> TASK DIRECTIONS:
Print exactly what the entries say, line by line, from the first line down to the one with "use crate::config::ConfigError;", inclusive.

> DATA SECTION:
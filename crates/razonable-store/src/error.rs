// ABOUTME: Error type for every store, cursor, and engine operation.
// ABOUTME: Wraps SQLite, JSON, I/O, cursor, and configuration failures.

use razonable_core::CursorError;
use thiserror::Error;

use crate::config::ConfigError;

/// Errors that can occur during store operations.
#[derive(Debug, Error)]
pub enum StoreError {
    #[error("sqlite error: {0}")]
    Sqlite(#[from] rusqlite::Error),

    #[error("json error: {0}")]
    Json(#[from] serde_json::Error),

    #[error("io error: {0}")]
    Io(#[from] std::io::Error),

    #[error("cursor error: {0}")]
    Cursor(#[from] CursorError),

    #[error("config error: {0}")]
    Config(#[from] ConfigError),

    #[error("unsupported schema version {0}")]
    SchemaVersion(i64),

    #[error("write of {0} was not recorded")]
    NotWritten(String),

    #[error("page size must be a positive integer")]
    InvalidPageSize,

    #[error("storage task failed: {0}")]
    Join(String),
}

impl From<tokio::task::JoinError> for StoreError {
    fn from(e: tokio::task::JoinError) -> Self {
        StoreError::Join(e.to_string())
    }
}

> SOLUTION FOR THIS EXERCISE:
filename crates/razonable-store/src/error.rs
// ABOUTME: Error type for every store, cursor, and engine operation.
// ABOUTME: Wraps SQLite, JSON, I/O, cursor, and configuration failures.

use razonable_core::CursorError;
use thiserror::Error;

use crate::config::ConfigError;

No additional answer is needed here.